Sunday, March 23, 2008

Happy Easter


When we returned home from the Easter Vigil we found flowers on all of the doors in our apartment building with the message "Christ is Risen!"

Friday, March 21, 2008

Good Friday: Stations of the Cross

These Stations of the Cross by Mimmo Paladino are in the Church of Santo Volto di Gesù in Rome.

I. Jesus is Condemned to Death


II. Jesus Takes Up the Cross


III. Jesus Falls the First Time


IV. Jesus Meets His Mother


V. Simon Helps Jesus


VI. Veronica Wipes the Face of Jesus


VII. Jesus Falls the Second Time


VIII. Jesus Meets the Women


IX. Jesus Falls the Third Time


X. Jesus is Stripped


XI. Jesus Dies on the Cross


XII. Jesus Dies on the Cross


XIII. Jesus is Taken Down From the Cross


XIV. Jesus is Placed in the Tomb


XV. Resurrection

Thursday, March 20, 2008

5th Week of Lent: San Stefano Rotondo


My Lenten Journey takes me to the Church of San Stefano Rotondo on the Celian Hill. It was built in the 5th Century on the former site of military barracks for non-Italian soldiers.
Today the neighborhood still has the feeling of a tranquil seclusion that attracted the composer Palentrina in the 16th Century, according to Georgina Mason in her Companion Guide to Rome.

Blessed are the merciful, for they will be shown mercy.

Upon entering the church, I am awed by the purity of the round plan of the building and the way it is bathed in light. The altar is in the center, and the cross has been covered in purple for Lent. There are many tourists gazing at the patterns created by the antique columns and wooden ceiling. The walls are covered with frescoes depicting very "unmerciful" martyrdom scenes.
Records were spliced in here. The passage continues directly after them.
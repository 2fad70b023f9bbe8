// crates/hg_numerics/src/gabcke_table.rs

//! Gabcke 系数表（50 位小数）
//!
//! 第 j 行是 C_j 关于 z = 1 − 2p 的幂级数前 44 个非零系数：
//! j 为偶数时对应 z^0, z^2, …, z^86；j 为奇数时对应 z^1, z^3, …, z^87。

/// 5 × 44 系数字面量
#[rustfmt::skip]
pub(crate) const GABCKE_LITERALS: [[&str; 44]; 5] = [
    // C0
    [
        "0.38268343236508977172845998403039886676134456248563",
        "0.43724046807752044936029646737133198707304150104236",
        "0.13237657548034352332403526739151055547432299555867",
        "-0.01360502604767418865498318870909990766070687027422",
        "-0.01356762197010358088791567058349920618602959696188",
        "-0.00162372532314446528285462529413364972565920171817",
        "0.00029705353733379690783127283399515866906793333345",
        "0.00007943300879521469588016390264879501448730991526",
        "0.00000046556124614504505037063402160347623124041457",
        "-0.00000143272516309551057540824631206261588824625803",
        "-0.00000010354847112312946075007415677384034988827246",
        "0.00000001235792708386173805612576262312530316510118",
        "0.00000000178810838579549049856667814070690456645456",
        "-0.00000000003391414389927035906940621897884455615248",
        "-0.00000000001632663390256590510137405297104810281346",
        "-0.00000000000037851093185412203828546472001850450264",
        "0.00000000000009327423259201724845662320639869863600",
        "0.00000000000000522184301597813685531389314785302371",
        "-0.00000000000000033506730727442637895150903579473261",
        "-0.00000000000000003412426522811726494080987104562059",
        "0.00000000000000000057512033414323991603395017951646",
        "0.00000000000000000014895301363211505454756277757347",
        "0.00000000000000000000125653727170214168533042817661",
        "-0.00000000000000000000047212952501434256689539881367",
        "-0.00000000000000000000001326906936303961999273541309",
        "0.00000000000000000000000110534399951214183445378225",
        "0.00000000000000000000000005499646377527465511140104",
        "-0.00000000000000000000000000182313765023180262806411",
        "-0.00000000000000000000000000015689403737720880146868",
        "0.00000000000000000000000000000158396350882380116107",
        "0.00000000000000000000000000000034346207254372040220",
        "0.00000000000000000000000000000000170210335003170178",
        "-0.00000000000000000000000000000000059951193049578167",
        "-0.00000000000000000000000000000000001048768275409445",
        "0.00000000000000000000000000000000000084221351783493",
        "0.00000000000000000000000000000000000002584703859772",
        "-0.00000000000000000000000000000000000000093476393749",
        "-0.00000000000000000000000000000000000000004569419225",
        "0.00000000000000000000000000000000000000000075455974",
        "0.00000000000000000000000000000000000000000006461816",
        "-0.00000000000000000000000000000000000000000000027882",
        "-0.00000000000000000000000000000000000000000000007609",
        "-0.00000000000000000000000000000000000000000000000038",
        "0.00000000000000000000000000000000000000000000000008",
    ],
    // C1
    [
        "0.02682510262837534702999140395566674965927047243064",
        "-0.01378477342635185304987045258989616236594822559753",
        "-0.03849125048223508222873641536318936689609880749451",
        "-0.00987106629906207647201214704618854069280421459667",
        "0.00331075976085840433290907695130069780280209185612",
        "0.00146478085779541508249779656198311197807754577229",
        "0.00001320794062487696367516144749443096782429183541",
        "-0.00005922748701847141323223499528189568406802912492",
        "-0.00000598024258537344858771083507451585841933589017",
        "0.00000096413224561698263526729853298516668757078366",
        "0.00000018334733722714411760016793657832219080753603",
        "-0.00000000446708756271783359956079422715055193465747",
        "-0.00000000270963508217727432169262839870919372593160",
        "-0.00000000007785288654315851046294823085209610006728",
        "0.00000000002343762601089368853248455048710451227313",
        "0.00000000000158301727899875216421622264262874211967",
        "-0.00000000000012119941573723791246646344738017572576",
        "-0.00000000000001458378116110830701758285481698999317",
        "0.00000000000000028786305258131917504558212800208761",
        "0.00000000000000008662862902123724122528252887933104",
        "0.00000000000000000084307227271370412715600225314627",
        "-0.00000000000000000036308072230973462001732461811033",
        "-0.00000000000000000001162669821283829671941388862925",
        "0.00000000000000000000109754867115275318159018328340",
        "0.00000000000000000000006157399020468427103881470791",
        "-0.00000000000000000000000229092800676784715139638263",
        "-0.00000000000000000000000022032811748848795343795983",
        "0.00000000000000000000000000247602518004027850828527",
        "0.00000000000000000000000000059542772155836578022727",
        "0.00000000000000000000000000000326120207467959526153",
        "-0.00000000000000000000000000000126540355910411622437",
        "-0.00000000000000000000000000000002431284696549698190",
        "0.00000000000000000000000000000000213830113875469537",
        "0.00000000000000000000000000000000007167799413941062",
        "-0.00000000000000000000000000000000000282429360723367",
        "-0.00000000000000000000000000000000000015006074196069",
        "0.00000000000000000000000000000000000000268731894053",
        "0.00000000000000000000000000000000000000024904195008",
        "-0.00000000000000000000000000000000000000000116053898",
        "-0.00000000000000000000000000000000000000000034137546",
        "-0.00000000000000000000000000000000000000000000182473",
        "0.00000000000000000000000000000000000000000000039328",
        "0.00000000000000000000000000000000000000000000000562",
        "-0.00000000000000000000000000000000000000000000000038",
    ],
    // C2
    [
        "0.00518854283029316849378458151923095956596868433791",
        "0.00030946583880634746033456743609587882366950030795",
        "-0.01133594107822937338218243525588351341024947489026",
        "0.00223304574195814477205712552758036815709839799816",
        "0.00519663740886233020511692695306819188851583210762",
        "0.00034399144076208336694655913579918095984185890021",
        "-0.00059106484274705828217322523030773952765883756102",
        "-0.00010229972547935857454427867522727787133943747273",
        "0.00002088839221699275540807329617417541593118630536",
        "0.00000592766549309653595789199648498286333574224986",
        "-0.00000016423838362436275977690302847783780496161213",
        "-0.00000015161199700940682861734605397187381660081084",
        "-0.00000000590780369820666796292279025397896206071628",
        "0.00000000209115148594781889777455551897225803958857",
        "0.00000000017815649583292351053799701878847486656010",
        "-0.00000000001616407245535383075285576944447385777680",
        "-0.00000000000238069624966676157072107403801358497816",
        "0.00000000000005398265295542594918182004148336822987",
        "0.00000000000001975014219696951527330873358845172519",
        "0.00000000000000023332868732882634831048153005923548",
        "-0.00000000000000011187517610048080208200483808971616",
        "-0.00000000000000000416400948888376718850112283643331",
        "0.00000000000000000044460811092918830289030435009287",
        "0.00000000000000000002854611478363714454573387426978",
        "-0.00000000000000000000119132314300378943049718475053",
        "-0.00000000000000000000012981634360736498946709902313",
        "0.00000000000000000000000161237631780332623387796587",
        "0.00000000000000000000000043824975198873440596552584",
        "0.00000000000000000000000000271863895765557591388204",
        "-0.00000000000000000000000000114588965067745803697439",
        "-0.00000000000000000000000000002441531818192752297891",
        "0.00000000000000000000000000000235056750867904346067",
        "0.00000000000000000000000000000008669258995621298718",
        "-0.00000000000000000000000000000000372397798548946268",
        "-0.00000000000000000000000000000000021646033266321799",
        "0.00000000000000000000000000000000000420345775193556",
        "0.00000000000000000000000000000000000042440524948043",
        "-0.00000000000000000000000000000000000000212313927539",
        "-0.00000000000000000000000000000000000000068134963731",
        "-0.00000000000000000000000000000000000000000395473207",
        "0.00000000000000000000000000000000000000000091211999",
        "0.00000000000000000000000000000000000000000001405333",
        "-0.00000000000000000000000000000000000000000000102240",
        "-0.00000000000000000000000000000000000000000000002613",
    ],
    // C3
    [
        "0.00133971609071945690426983572994522812385635395317",
        "-0.00374421513637939370466416186446239658128431504245",
        "0.00133031789193214681203185472240241050989708824610",
        "0.00226546607654717871147603199052100688741195134489",
        "-0.00095484999985067304151122551576501133551046376633",
        "-0.00060100384589636039120758058757956112869325559075",
        "0.00010128858286776621953344349418087858288813181267",
        "0.00006865733449299825642457428364865218534328592530",
        "-0.00000059853667915385981593059338532894744760332543",
        "-0.00000333165985123994712904355366983830793171285955",
        "-0.00000021919289102435081057184842192253694457056301",
        "0.00000007890884245681494410555248261568885233534195",
        "0.00000000941468508129526215165246515670888721434441",
        "-0.00000000095701162108834803018807228477368994149204",
        "-0.00000000018763137453470662796812970577763318771497",
        "0.00000000000443783767932339932746470898496798203943",
        "0.00000000000224267385056173532484110685730637439088",
        "0.00000000000003627686865735243689408255637923200993",
        "-0.00000000000001763980955082158160783112149806740561",
        "-0.00000000000000079607652467867777572903451792778777",
        "0.00000000000000009419651490589690763914895025694424",
        "0.00000000000000000713310385456965782455666792463721",
        "-0.00000000000000000032899105845546243211796652584927",
        "-0.00000000000000000004180730374898459291362924870562",
        "0.00000000000000000000055505420716463337897821164027",
        "0.00000000000000000000017870441906260123858717636353",
        "0.00000000000000000000000133128039646560942862973430",
        "-0.00000000000000000000000058186106110909875161792166",
        "-0.00000000000000000000000001401903608852655537436497",
        "0.00000000000000000000000000146413202116262541489978",
        "0.00000000000000000000000000006023326551089142318945",
        "-0.00000000000000000000000000000280644723191136074804",
        "-0.00000000000000000000000000000018065060055924548468",
        "0.00000000000000000000000000000000377950833193408111",
        "0.00000000000000000000000000000000042145580529475628",
        "-0.00000000000000000000000000000000000221106192833988",
        "-0.00000000000000000000000000000000000079778571914915",
        "-0.00000000000000000000000000000000000000513487981542",
        "0.00000000000000000000000000000000000000124864063022",
        "0.00000000000000000000000000000000000000002092185069",
        "-0.00000000000000000000000000000000000000000162363775",
        "-0.00000000000000000000000000000000000000000004484110",
        "0.00000000000000000000000000000000000000000000173507",
        "0.00000000000000000000000000000000000000000000007222",
    ],
    // C4
    [
        "0.00046483389361763381853630462559567243544858606911",
        "-0.00100566073653404707597788497286295365760752447568",
        "0.00024044856573725793022445667829485747077963860162",
        "0.00102830861497023218782629831261578755988631179072",
        "-0.00076578610717556441865998158000799926882094484998",
        "-0.00020365286803084817621484387494623419953462699416",
        "0.00023212290491068727895136126501723197074780360658",
        "0.00003260214424386519760773778836663428482253948214",
        "-0.00002557906251794952514024604007009945231633203060",
        "-0.00000410746443891574475398195890466429738656539030",
        "0.00000117811136403712938813007699193240367475638687",
        "0.00000024456561422484578542315709490278740069606211",
        "-0.00000002391582476734432243032940478522367618861144",
        "-0.00000000750521420703575528853912019604498874019466",
        "0.00000000013312279416258428192910105598670992047183",
        "0.00000000013440626754225619718698076434287995714390",
        "0.00000000000351377004243048592869350055798895429774",
        "-0.00000000000151915445337039193357444249876308897131",
        "-0.00000000000008915417681447087305494786544999929733",
        "0.00000000000001119589116522853577323213474908058074",
        "0.00000000000000105160133299148149636677048165519743",
        "-0.00000000000000005178655273646683661538130298465863",
        "-0.00000000000000000806587486191656605153729054425379",
        "0.00000000000000000010608204530563965950481147394417",
        "0.00000000000000000004433680674299408727792481558327",
        "0.00000000000000000000043200511470350152434960307768",
        "-0.00000000000000000000018230389229596893305420522677",
        "-0.00000000000000000000000511993691748328610325158521",
        "0.00000000000000000000000056950109195378247473500907",
        "0.00000000000000000000000002669065454893920724427408",
        "-0.00000000000000000000000000133326298640981511218979",
        "-0.00000000000000000000000000009685109548217073219219",
        "0.00000000000000000000000000000215253811245760251413",
        "0.00000000000000000000000000000027096198717963254227",
        "-0.00000000000000000000000000000000142202035675783595",
        "-0.00000000000000000000000000000000060927948401758935",
        "-0.00000000000000000000000000000000000449161306057492",
        "0.00000000000000000000000000000000000112252068924698",
        "0.00000000000000000000000000000000000002074296635345",
        "-0.00000000000000000000000000000000000000170358564578",
        "-0.00000000000000000000000000000000000000005135456999",
        "0.00000000000000000000000000000000000000000210751424",
        "0.00000000000000000000000000000000000000000009526704",
        "-0.00000000000000000000000000000000000000000000203596",
    ],
];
Charles Dickens had this to say about these frescoes in his Pictures of Italy (1846) :
To single out details from the great dream of Roman Churches, would be the wildest occupation in the world. But St. Stefano Rotondo, a damp, mildewed vault of an old church in the outskirts of Rome, will always struggle uppermost in my mind, by reason of the hideous paintings with which its walls are covered. These represent the martyrdoms of saints and early Christians; and such a panorama of horror and butchery no man could imagine in his sleep, though he were to eat a whole pig raw, for supper. Grey-bearded men being boiled, fried, grilled, crimped, singed, eaten by wild beasts, worried by dogs, buried alive, torn asunder by horses, chopped up small with hatchets: women having their breasts torn with iron pinchers, their tongues cut out, their ears screwed off, their jaws broken.... So insisted on, and laboured at, besides, that every sufferer gives you the same occasion for wonder as poor old Duncan awoke, in Lady Macbeth, when she marvelled at his having so much blood in him.
























Once I settled down in a chair, I was able to keep the frescoes in the background and allow the architecture to energize my mind and soul. I imagined Palestrina's music accompanying worship in this space. I became aware that over the centuries pilgrims have come into this space to seek mercy. And here I am. Dear God, help me to be merciful - and be merciful to me!

Blessed are the merciful, for they will be shown mercy.





Wednesday, March 19, 2008

New McDonald's in Rome

There was something new this morning at the corner where I change buses  on my way to school. Across the street from the Basilica of Saint Paul Outside the Walls there is now a McDonald's. 


Roman McDonald's have a feature usually not found in the American siblings: McCafe. It is a section of the restaurant with a stand up counter serving espresso and cappuccino with the typical pastries found in the traditional Roman coffee bars.

Someday it might be nice to sit on the roof under a market umbrella with a Coke & french fries and watch the pilgrims come and go from the basilica.

Monday, March 17, 2008

March of the Penguins

Yesterday we got a Blockbuster card and watched March of the Penguins. It was in Italian with Italian subtitles. A wonderful film! Here are a couple of pictures I took yesterday of marches or processions. 

This is the Palm Sunday procession at San Filippo Neri, the church across the piazza from our home. Notice there are no palms. Italians have olive branches!


This is a group of bikers near the Pope's summer residence at Castle Gondolfo.